§ Task description:
Among the records, which lines hold the word "Tiantan"? Pick them out.

§ Provided records:

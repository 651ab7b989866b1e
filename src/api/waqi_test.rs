#[cfg(test)]
mod tests {
    use crate::api::{FeedLookup, ProviderError, StationSearch, WaqiClient};
    use crate::models::StationSuggestion;
    use mockito::{Matcher, Server};
    use serde_json::json; // For creating JSON bodies easily
    use std::io::Write;
    use std::time::Duration;

    const API_KEY: &str = "test_key";

    fn test_client(base_url: &str) -> WaqiClient {
        WaqiClient::new(API_KEY.to_string(), base_url, Duration::from_secs(5)).unwrap()
    }

    // Base URL of a port nothing listens on
    fn closed_port_url() -> String {
        let listener = std::net::TcpListener::bind("127.0.0.1:0").unwrap();
        let addr = listener.local_addr().unwrap();
        drop(listener);
        format!("http://{}", addr)
    }

    #[tokio::test]
    async fn test_station_feed_success() {
        let mut server = Server::new_async().await;
        let station = json!({
            "aqi": 42,
            "idx": 1451,
            "city": { "name": "Beijing (北京)", "geo": [39.954592, 116.468117] },
            "iaqi": { "pm25": { "v": 42 } },
            "time": { "s": "2024-05-01 10:00:00", "tz": "+08:00" }
        });
        let mock = server
            .mock("GET", "/feed/beijing/")
            .match_query(Matcher::UrlEncoded("token".into(), API_KEY.into()))
            .with_status(200)
            .with_header("content-type", "application/json")
            .with_body(json!({ "status": "ok", "data": station }).to_string())
            .create_async()
            .await;

        let result = test_client(&server.url()).station_feed("beijing").await;

        mock.assert_async().await;
        assert_eq!(result, Ok(FeedLookup::Found(station)));
    }

    #[tokio::test]
    async fn test_station_feed_unknown_station() {
        let mut server = Server::new_async().await;
        let _m = server
            .mock("GET", "/feed/atlantis/")
            .match_query(Matcher::Any)
            .with_status(200)
            .with_body(json!({ "status": "error", "data": "Unknown station" }).to_string())
            .create_async()
            .await;

        let result = test_client(&server.url()).station_feed("atlantis").await;

        assert_eq!(result, Ok(FeedLookup::NotFound(json!("Unknown station"))));
    }

    #[tokio::test]
    async fn test_station_feed_error_without_detail() {
        let mut server = Server::new_async().await;
        let _m = server
            .mock("GET", "/feed/atlantis/")
            .match_query(Matcher::Any)
            .with_status(200)
            .with_body(json!({ "status": "nope" }).to_string())
            .create_async()
            .await;

        let result = test_client(&server.url()).station_feed("atlantis").await;

        assert_eq!(result, Ok(FeedLookup::NotFound(json!("Unknown station"))));
    }

    #[tokio::test]
    async fn test_station_feed_ok_without_data_is_internal() {
        let mut server = Server::new_async().await;
        let _m = server
            .mock("GET", "/feed/beijing/")
            .match_query(Matcher::Any)
            .with_status(200)
            .with_body(json!({ "status": "ok" }).to_string())
            .create_async()
            .await;

        let result = test_client(&server.url()).station_feed("beijing").await;

        assert!(matches!(result, Err(ProviderError::Internal(_))));
    }

    #[tokio::test]
    async fn test_server_error_status_is_unavailable() {
        let mut server = Server::new_async().await;
        let _m = server
            .mock("GET", "/feed/beijing/")
            .match_query(Matcher::Any)
            .with_status(500)
            .with_body("Internal Server Error")
            .create_async()
            .await;

        let result = test_client(&server.url()).station_feed("beijing").await;

        match result {
            Err(ProviderError::Unavailable(details)) => {
                assert!(details.contains("500"), "unexpected details: {}", details);
                assert!(!details.contains(API_KEY), "token leaked: {}", details);
            },
            other => panic!("expected Unavailable, got {:?}", other),
        }
    }

    #[tokio::test]
    async fn test_non_json_body_is_unavailable() {
        let mut server = Server::new_async().await;
        let _m = server
            .mock("GET", "/feed/beijing/")
            .match_query(Matcher::Any)
            .with_status(200)
            .with_body("<html>maintenance</html>")
            .create_async()
            .await;

        let result = test_client(&server.url()).station_feed("beijing").await;

        assert!(matches!(result, Err(ProviderError::Unavailable(_))));
    }

    #[tokio::test]
    async fn test_json_that_is_not_an_envelope_is_internal() {
        let mut server = Server::new_async().await;
        let _m = server
            .mock("GET", "/feed/beijing/")
            .match_query(Matcher::Any)
            .with_status(200)
            .with_body(json!("just a string").to_string())
            .create_async()
            .await;

        let result = test_client(&server.url()).station_feed("beijing").await;

        assert!(matches!(result, Err(ProviderError::Internal(_))));
    }

    #[tokio::test]
    async fn test_connection_refused_is_unavailable() {
        let client = test_client(&closed_port_url());

        let feed = client.station_feed("beijing").await;
        let search = client.search_stations("beijing").await;

        for result in [feed.map(|_| ()), search.map(|_| ())] {
            match result {
                Err(ProviderError::Unavailable(details)) => {
                    assert!(!details.is_empty());
                    assert!(!details.contains(API_KEY), "token leaked: {}", details);
                },
                other => panic!("expected Unavailable, got {:?}", other),
            }
        }
    }

    #[tokio::test]
    async fn test_search_stations_maps_entries_in_order() {
        let mut server = Server::new_async().await;
        let mock = server
            .mock("GET", "/search/")
            .match_query(Matcher::AllOf(vec![
                Matcher::UrlEncoded("keyword".into(), "beijing".into()),
                Matcher::UrlEncoded("token".into(), API_KEY.into()),
            ]))
            .with_status(200)
            .with_header("content-type", "application/json")
            .with_body(
                json!({
                    "status": "ok",
                    "data": [
                        {
                            "uid": 1451,
                            "aqi": "57",
                            "station": { "name": "Beijing (北京)", "geo": [39.954592, 116.468117] }
                        },
                        {
                            "uid": 3303,
                            "station": { "name": "Dongcheng Tiantan", "geo": [39.886, 116.407] }
                        }
                    ]
                })
                .to_string(),
            )
            .create_async()
            .await;

        let result = test_client(&server.url()).search_stations("beijing").await;

        mock.assert_async().await;
        assert_eq!(
            result,
            Ok(StationSearch::Found(vec![
                StationSuggestion {
                    station_name: "Beijing (北京)".into(),
                    geo: json!([39.954592, 116.468117]),
                    aqi: json!("57"),
                },
                StationSuggestion {
                    station_name: "Dongcheng Tiantan".into(),
                    geo: json!([39.886, 116.407]),
                    aqi: json!("-"),
                },
            ]))
        );
    }

    #[tokio::test]
    async fn test_search_stations_without_data_is_empty() {
        let mut server = Server::new_async().await;
        let _m = server
            .mock("GET", "/search/")
            .match_query(Matcher::Any)
            .with_status(200)
            .with_body(json!({ "status": "ok" }).to_string())
            .create_async()
            .await;

        let result = test_client(&server.url()).search_stations("nowhere").await;

        assert_eq!(result, Ok(StationSearch::Found(Vec::new())));
    }

    #[tokio::test]
    async fn test_search_stations_error_status() {
        let mut server = Server::new_async().await;
        let _m = server
            .mock("GET", "/search/")
            .match_query(Matcher::Any)
            .with_status(200)
            .with_body(json!({ "status": "error", "data": "Invalid key" }).to_string())
            .create_async()
            .await;

        let result = test_client(&server.url()).search_stations("beijing").await;

        assert_eq!(result, Ok(StationSearch::NotFound));
    }

    #[tokio::test]
    async fn test_search_entry_without_station_is_internal() {
        let mut server = Server::new_async().await;
        let _m = server
            .mock("GET", "/search/")
            .match_query(Matcher::Any)
            .with_status(200)
            .with_body(json!({ "status": "ok", "data": [{ "aqi": "12" }] }).to_string())
            .create_async()
            .await;

        let result = test_client(&server.url()).search_stations("beijing").await;

        assert!(matches!(result, Err(ProviderError::Internal(_))));
    }

    #[tokio::test]
    async fn test_non_string_status_is_not_found() {
        let mut server = Server::new_async().await;
        let _feed = server
            .mock("GET", "/feed/beijing/")
            .match_query(Matcher::Any)
            .with_status(200)
            .with_body(json!({ "status": 1, "data": "x" }).to_string())
            .create_async()
            .await;
        let _search = server
            .mock("GET", "/search/")
            .match_query(Matcher::Any)
            .with_status(200)
            .with_body(json!({ "status": 1, "data": "x" }).to_string())
            .create_async()
            .await;
        let client = test_client(&server.url());

        let feed = client.station_feed("beijing").await;
        let search = client.search_stations("beijing").await;

        assert_eq!(feed, Ok(FeedLookup::NotFound(json!("x"))));
        assert_eq!(search, Ok(StationSearch::NotFound));
    }

    #[tokio::test]
    async fn test_null_data_is_passed_through() {
        let mut server = Server::new_async().await;
        let _ok = server
            .mock("GET", "/feed/beijing/")
            .match_query(Matcher::Any)
            .with_status(200)
            .with_body(json!({ "status": "ok", "data": null }).to_string())
            .create_async()
            .await;
        let _error = server
            .mock("GET", "/feed/atlantis/")
            .match_query(Matcher::Any)
            .with_status(200)
            .with_body(json!({ "status": "error", "data": null }).to_string())
            .create_async()
            .await;
        let client = test_client(&server.url());

        assert_eq!(
            client.station_feed("beijing").await,
            Ok(FeedLookup::Found(serde_json::Value::Null))
        );
        assert_eq!(
            client.station_feed("atlantis").await,
            Ok(FeedLookup::NotFound(serde_json::Value::Null))
        );
    }

    #[tokio::test]
    async fn test_search_with_null_data_is_internal() {
        let mut server = Server::new_async().await;
        let _m = server
            .mock("GET", "/search/")
            .match_query(Matcher::Any)
            .with_status(200)
            .with_body(json!({ "status": "ok", "data": null }).to_string())
            .create_async()
            .await;

        let result = test_client(&server.url()).search_stations("beijing").await;

        assert!(matches!(result, Err(ProviderError::Internal(_))));
    }

    #[tokio::test]
    async fn test_slow_provider_times_out() {
        let mut server = Server::new_async().await;
        let _m = server
            .mock("GET", "/feed/beijing/")
            .match_query(Matcher::Any)
            .with_status(200)
            .with_chunked_body(|w| {
                std::thread::sleep(Duration::from_secs(3));
                w.write_all(br#"{"status":"ok","data":{}}"#)
            })
            .create_async()
            .await;
        let client =
            WaqiClient::new(API_KEY.to_string(), &server.url(), Duration::from_secs(1)).unwrap();

        let result = client.station_feed("beijing").await;

        match result {
            Err(ProviderError::Unavailable(details)) => {
                assert!(details.contains("timed out"), "unexpected details: {}", details);
            },
            other => panic!("expected Unavailable, got {:?}", other),
        }
    }
}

§ Solved problem:
                            "station": { "name": "Dongcheng Tiantan", "geo": [39.886, 116.407] }
                    station_name: "Dongcheng Tiantan".into(),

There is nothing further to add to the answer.